Andreas Antonopoulos Won’t Back the Notion a 51% Attack from China’s Government on BTC Is Possible


Andreas Antonopoulos is most well-known for his work on Mastering Bitcoin, but he is in the news today for some interesting comments against the Chinese government. On Twitter, he commented that there is just no way that a successful 51% attack could be completed against the Bitcoin blockchain by the Chinese government.

The discussion stemmed from a post of Anthony Pompliano on Twitter, dated March 16th. The tweet noted that the scalability of Bitcoin should not be a concern, considering that it had just reached a new high in its network capacity.

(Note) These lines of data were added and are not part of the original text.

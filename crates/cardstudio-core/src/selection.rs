//! Single-node selection, hover highlighting and edit mode.

use crate::clock::Instant;
use crate::layout::{Layout, viewport_box};
use crate::surface::{NodeId, Surface};
use crate::viewport::Viewport;
use kurbo::{Point, Rect, Size};
use serde::{Deserialize, Serialize};

/// Horizontal room the property panel needs inside the viewport.
pub const PANEL_WIDTH: f64 = 240.0;
/// Vertical room the property panel needs inside the viewport.
pub const PANEL_HEIGHT: f64 = 180.0;
/// Gap between the selection box and the property panel.
pub const PANEL_GAP: f64 = 8.0;

/// Highlight drawn for a node.
#[derive(Debug, Clone, Copy, PartialEq, Eq, Default)]
pub enum Highlight {
    #[default]
    Normal,
    Hovered,
    Selected,
}

/// Which interaction owns the surface.
#[derive(Debug, Clone, Copy, PartialEq, Eq, Default, Serialize, Deserialize)]
#[serde(rename_all = "snake_case")]
pub enum EditMode {
    /// Clicks pick nodes; handles and keyboard shortcuts are live.
    #[default]
    ElementSelect,
    /// Clicks place a text cursor; no selection chrome.
    TextEdit,
}

/// How the host should route a click on the surface.
#[derive(Debug, Clone, Copy, PartialEq, Eq)]
pub enum PointerTarget {
    SelectNode,
    PlaceCursor,
}

/// Derived selection state for overlay rendering.
#[derive(Debug, Clone, Copy, PartialEq, Default)]
pub struct SelectionState {
    pub node: Option<NodeId>,
    pub viewport_box: Option<Rect>,
    pub rotation_degrees: f64,
}

impl SelectionState {
    /// Whether there is something to draw. A selected node that has not
    /// been measured yet is not representable.
    pub fn is_representable(&self) -> bool {
        self.node.is_some() && self.viewport_box.is_some()
    }
}

/// Tracks at most one selected node and its overlay geometry.
#[derive(Debug, Clone, Default)]
pub struct SelectionManager {
    state: SelectionState,
    hovered: Option<NodeId>,
    mode: EditMode,
    /// Deferred re-measure deadline.
    remeasure_at: Option<Instant>,
}

impl SelectionManager {
    pub fn new() -> Self {
        Self::default()
    }

    pub fn state(&self) -> SelectionState {
        self.state
    }

    pub fn selected(&self) -> Option<NodeId> {
        self.state.node
    }

    pub fn viewport_box(&self) -> Option<Rect> {
        self.state.viewport_box
    }

    pub fn rotation_degrees(&self) -> f64 {
        self.state.rotation_degrees
    }

    pub fn hovered(&self) -> Option<NodeId> {
        self.hovered
    }

    pub fn mode(&self) -> EditMode {
        self.mode
    }

    /// Switch mode. Leaving element-select drops the selection and hover.
    /// Returns true if the mode changed.
    pub fn set_mode(&mut self, mode: EditMode) -> bool {
        if self.mode == mode {
            return false;
        }
        self.mode = mode;
        if mode != EditMode::ElementSelect {
            self.clear();
            self.hovered = None;
        }
        log::debug!("Edit mode: {:?}", mode);
        true
    }

    pub fn pointer_target_mode(&self) -> PointerTarget {
        match self.mode {
            EditMode::ElementSelect => PointerTarget::SelectNode,
            EditMode::TextEdit => PointerTarget::PlaceCursor,
        }
    }

    /// Rich-text nodes only receive pointer events while text editing.
    pub fn rich_text_intercepts_pointer(&self) -> bool {
        self.mode == EditMode::TextEdit
    }

    /// Select a node, or clear with `None`.
    ///
    /// The node's transform record is created on first selection. Stale
    /// ids and text runs clear the selection instead.
    pub fn select<L: Layout + ?Sized>(
        &mut self,
        surface: &mut Surface,
        layout: &L,
        viewport: &Viewport,
        id: Option<NodeId>,
    ) {
        let Some(id) = id else {
            self.clear();
            return;
        };
        if self.mode != EditMode::ElementSelect {
            log::debug!("Ignoring selection of {} outside element-select mode", id);
            return;
        }
        if surface.ensure_transform(id).is_none() {
            log::debug!("Cannot select {}: not an attached element", id);
            self.clear();
            return;
        }
        self.state.node = Some(id);
        if self.hovered == Some(id) {
            self.hovered = None;
        }
        self.refresh_box(surface, layout, viewport);
    }

    pub fn clear(&mut self) {
        self.state = SelectionState::default();
        self.remeasure_at = None;
    }

    /// Re-derive the box from live geometry. A node that has left the
    /// surface clears the selection.
    pub fn refresh_box<L: Layout + ?Sized>(&mut self, surface: &Surface, layout: &L, viewport: &Viewport) {
        if self.hovered.is_some_and(|h| !surface.contains(h)) {
            self.hovered = None;
        }
        let Some(id) = self.state.node else {
            return;
        };
        if !surface.contains(id) {
            log::debug!("Selected node {} was detached; clearing selection", id);
            self.clear();
            return;
        }
        self.state.viewport_box = viewport_box(surface, layout, viewport, id);
        self.state.rotation_degrees = surface.transform(id).map_or(0.0, |r| r.rotation_degrees);
    }

    /// Overwrite the overlay box for immediate drag feedback.
    pub fn set_feedback(&mut self, viewport_box: Rect, rotation_degrees: f64) {
        if self.state.node.is_some() {
            self.state.viewport_box = Some(viewport_box);
            self.state.rotation_degrees = rotation_degrees;
        }
    }

    /// Mark hover on a node. The selected node never shows hover.
    pub fn hover(&mut self, id: Option<NodeId>) {
        self.hovered = match id {
            Some(id) if self.mode == EditMode::ElementSelect && self.state.node != Some(id) => Some(id),
            _ => None,
        };
    }

    pub fn highlight(&self, id: NodeId) -> Highlight {
        if self.state.node == Some(id) {
            Highlight::Selected
        } else if self.hovered == Some(id) {
            Highlight::Hovered
        } else {
            Highlight::Normal
        }
    }

    /// Forget references to a node that is about to leave the surface.
    pub fn forget(&mut self, id: NodeId) {
        if self.state.node == Some(id) {
            self.clear();
        }
        if self.hovered == Some(id) {
            self.hovered = None;
        }
    }

    /// Ask for another measurement once `deadline` passes. A later request
    /// replaces an earlier one.
    pub fn schedule_remeasure(&mut self, deadline: Instant) {
        if self.state.node.is_some() {
            self.remeasure_at = Some(deadline);
        }
    }

    pub fn remeasure_pending(&self) -> bool {
        self.remeasure_at.is_some()
    }

    /// Consume a due re-measure request.
    pub fn take_due_remeasure(&mut self, now: Instant) -> bool {
        match self.remeasure_at {
            Some(deadline) if now >= deadline => {
                self.remeasure_at = None;
                true
            }
            _ => false,
        }
    }

    /// Where the property panel goes: under the box, kept inside the
    /// viewport.
    pub fn panel_anchor(&self, viewport_size: Size) -> Option<Point> {
        let rect = self.state.viewport_box?;
        Some(Point::new(
            rect.x0.min(viewport_size.width - PANEL_WIDTH),
            (rect.y1 + PANEL_GAP).min(viewport_size.height - PANEL_HEIGHT),
        ))
    }

    /// Content-space size of the selection, rounded for display.
    pub fn size_readout(&self, zoom: f64) -> Option<Size> {
        let rect = self.state.viewport_box?;
        Some(Size::new(
            (rect.width() / zoom).round(),
            (rect.height() / zoom).round(),
        ))
    }
}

A prominent XRP community member, Galgitron, asked Pompliano to compare XRP’s use to that of Lightning Network, which was likely an attempt to bring in the debate that XRP is capable of outdoing Bitcoin. He noted that the 51% would occur as soon as Bitcoin loses the top spot by market capitalization, which it has continued to hold for the last decade.

After being tagged by Galgitron, user @ptothehyphen disagreed, noting that there is a correlation between that kind of price action and the 51% attack. Even if a takeover of Bitcoin happened, there would be substantial power needed for the attack, but he added that, with crypto, “anything can happen.”

Galgitron quickly retorted that, since price and hash rate is connected, as well as hashrate and exposure to 51% attacks, then the risk of attack and the price should be connected as well. Realistically, this type of attack is entirely possible, but the resources needed could impede it.

Before the 2018 bear market, there was a major risk of being dominated by miners in China, considering the stake that Bitmain had in the mining pool at the time. However, that stake has since dwindled, making the risk smaller.

Galgitron was not done, taking the moment to go after Antonopoulos. He said that he would not be considered the “best authority” to discuss the potential for the attacks, considering that he avoids the events that led to the Chinese nearly holding a majority stake in Bitcoin.

James E Williams jumped in to describe the factors that he believes best shows the three threats to the industry for these attacks, with two of those threats involving hardware directly.

When Antonopoulos replied, he pointed out that a mining pool is different from actual mining, saying that the attack described simply wouldn’t be done because it wouldn’t work. He added that a 51% attack is the “least likely attack vector” to come against BTC.